Adversarial Grasp Objects
David Wang, David Tseng, Pusong Li, Yiding Jiang, Menglong Guo, Michael Danielczuk, Jeffrey Mahler, Jeffrey Ichnowski, Ken Goldberg
IEEE International Conference on Automation Science and Engineering (CASE), 2019.
Abstract
Learning-based approaches to robust robot grasp planning can grasp a wide variety of objects, but may be prone to failure on some objects. Inspired by recent results in computer vision, we define a class of “adversarial grasp objects that are physically similar to a given object but significantly less” graspable” in terms of a specified robot grasping policy.
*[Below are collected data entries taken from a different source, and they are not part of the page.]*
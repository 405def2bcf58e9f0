use std::path::{Path, PathBuf};

use serde::{Deserialize, Serialize};
use tracing::{debug, warn};

use crate::error::{ConfigError, Result};

/// Default name of the rule resource, resolved against the workspace.
pub const DEFAULT_RULES_FILE: &str = ".toolwardignore";

/// Default name of the optional config file, resolved against the workspace
/// first and the platform config directory second.
pub const CONFIG_FILE_NAME: &str = "toolward.toml";

fn default_check_broad_patterns() -> bool {
    true
}

/// Guard configuration.
///
/// Precedence, highest first: CLI flags, per-invocation hook options, config
/// file, built-in defaults. All layers are folded into one `GuardConfig`
/// before a decision runs; the guard itself never consults the environment.
#[derive(Debug, Clone, Serialize, Deserialize)]
#[serde(default)]
pub struct GuardConfig {
    /// Location of the gitignore-style rule resource. Tilde-expanded.
    /// Relative paths resolve against `workspace_dir`.
    pub rules_file: PathBuf,
    /// Whether enumeration patterns are screened for excessive breadth.
    pub check_broad_patterns: bool,
    /// Directory relative paths are resolved against.
    pub workspace_dir: PathBuf,
}

impl Default for GuardConfig {
    fn default() -> Self {
        Self {
            rules_file: PathBuf::from(DEFAULT_RULES_FILE),
            check_broad_patterns: default_check_broad_patterns(),
            workspace_dir: PathBuf::from("."),
        }
    }
}

impl GuardConfig {
    /// Load configuration, searching the workspace then the platform config
    /// directory. A missing file yields the defaults; an unparseable file is
    /// an error (a config the operator wrote should not be silently ignored).
    pub fn load(workspace_dir: &Path) -> Result<Self> {
        let mut candidates = vec![workspace_dir.join(format!(".{CONFIG_FILE_NAME}"))];
        if let Some(dirs) = directories::ProjectDirs::from("", "", "toolward") {
            candidates.push(dirs.config_dir().join(CONFIG_FILE_NAME));
        }

        for path in candidates {
            if !path.is_file() {
                continue;
            }
            let raw = std::fs::read_to_string(&path)
                .map_err(|e| ConfigError::Load(format!("{}: {e}", path.display())))?;
            let mut config: Self = toml::from_str(&raw)
                .map_err(|e| ConfigError::Load(format!("{}: {e}", path.display())))?;
            config.workspace_dir = workspace_dir.to_path_buf();
            debug!(path = %path.display(), "loaded config");
            return Ok(config);
        }

        Ok(Self {
            workspace_dir: workspace_dir.to_path_buf(),
            ..Self::default()
        })
    }

    /// Absolute location of the rule resource, after tilde expansion and
    /// workspace resolution.
    #[must_use]
    pub fn resolved_rules_file(&self) -> PathBuf {
        let raw = self.rules_file.to_string_lossy();
        let expanded: PathBuf = match shellexpand::tilde(raw.as_ref()) {
            std::borrow::Cow::Borrowed(_) => self.rules_file.clone(),
            std::borrow::Cow::Owned(s) => PathBuf::from(s),
        };
        if expanded.is_absolute() {
            expanded
        } else {
            self.workspace_dir.join(expanded)
        }
    }

    /// Fold per-invocation overrides (hook payload `options`) on top of this
    /// config, returning the effective config for one decision.
    #[must_use]
    pub fn with_overrides(
        &self,
        rules_file: Option<&str>,
        check_broad_patterns: Option<bool>,
    ) -> Self {
        let mut effective = self.clone();
        if let Some(path) = rules_file {
            effective.rules_file = PathBuf::from(path);
        }
        if let Some(flag) = check_broad_patterns {
            effective.check_broad_patterns = flag;
        }
        effective
    }

    /// Sanity-check the config. Only warns; a guard must keep working with a
    /// questionable config rather than block legitimate actions.
    pub fn validate(&self) {
        if !self.workspace_dir.is_dir() {
            warn!(dir = %self.workspace_dir.display(), "workspace directory does not exist");
        }
    }
}

#[cfg(test)]
mod tests {
    use super::*;
    use tempfile::TempDir;

    #[test]
    fn defaults_are_fail_open_friendly() {
        let config = GuardConfig::default();
        assert_eq!(config.rules_file, PathBuf::from(DEFAULT_RULES_FILE));
        assert!(config.check_broad_patterns);
    }

    #[test]
    fn load_without_config_file_yields_defaults() {
        let workspace = TempDir::new().expect("tempdir");
        let config = GuardConfig::load(workspace.path()).expect("load");
        assert_eq!(config.workspace_dir, workspace.path());
        assert!(config.check_broad_patterns);
    }

    #[test]
    fn load_reads_workspace_config_file() {
        let workspace = TempDir::new().expect("tempdir");
        std::fs::write(
            workspace.path().join(".toolward.toml"),
            "rules_file = \"custom.rules\"\ncheck_broad_patterns = false\n",
        )
        .expect("write config");

        let config = GuardConfig::load(workspace.path()).expect("load");
        assert_eq!(config.rules_file, PathBuf::from("custom.rules"));
        assert!(!config.check_broad_patterns);
    }

    #[test]
    fn load_rejects_unparseable_config_file() {
        let workspace = TempDir::new().expect("tempdir");
        std::fs::write(workspace.path().join(".toolward.toml"), "rules_file = [")
            .expect("write config");

        assert!(GuardConfig::load(workspace.path()).is_err());
    }

    #[test]
    fn resolved_rules_file_joins_workspace_for_relative_paths() {
        let config = GuardConfig {
            rules_file: PathBuf::from("rules.txt"),
            workspace_dir: PathBuf::from("/work"),
            ..GuardConfig::default()
        };
        assert_eq!(config.resolved_rules_file(), PathBuf::from("/work/rules.txt"));
    }

    #[test]
    fn resolved_rules_file_keeps_absolute_paths() {
        let config = GuardConfig {
            rules_file: PathBuf::from("/etc/toolward/rules"),
            workspace_dir: PathBuf::from("/work"),
            ..GuardConfig::default()
        };
        assert_eq!(
            config.resolved_rules_file(),
            PathBuf::from("/etc/toolward/rules")
        );
    }

    #[test]
    fn overrides_replace_only_given_fields() {
        let base = GuardConfig::default();
        let effective = base.with_overrides(Some("other.rules"), None);
        assert_eq!(effective.rules_file, PathBuf::from("other.rules"));
        assert!(effective.check_broad_patterns);

        let effective = base.with_overrides(None, Some(false));
        assert_eq!(effective.rules_file, base.rules_file);
        assert!(!effective.check_broad_patterns);
    }
}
We present three algorithms for synthesizing adversarial grasp objects under the grasp reliability measure of Dex-Net 1.0 for parallel-jaw grippers: 1) two analytic algorithms that perturb vertices on antipodal faces (one that uses random perturbations and one that uses systematic perturbations), and 2) a deep-learning-based approach using a variation of the Cross-Entropy Method (CEM) augmented with a generative adversarial network (GAN) to synthesize classes of adversarial grasp objects represented by discrete Signed Distance Functions. The random perturbation algorithm reduces graspability by 32%, 12%, and 32% for intersected cylinders, intersected prisms, and ShapeNet bottles, respectively, while maintaining shape similarity using geometric constraints. The systematic perturbation algorithm reduces graspability by 32%, 11%, and 21%; and the GAN reduces graspability by 22%, 36%, and 17%, on the same objects. We use the algorithms to generate and 3D print adversarial grasp objects. Simulation and physical experiments confirm that all algorithms are effective at reducing graspability.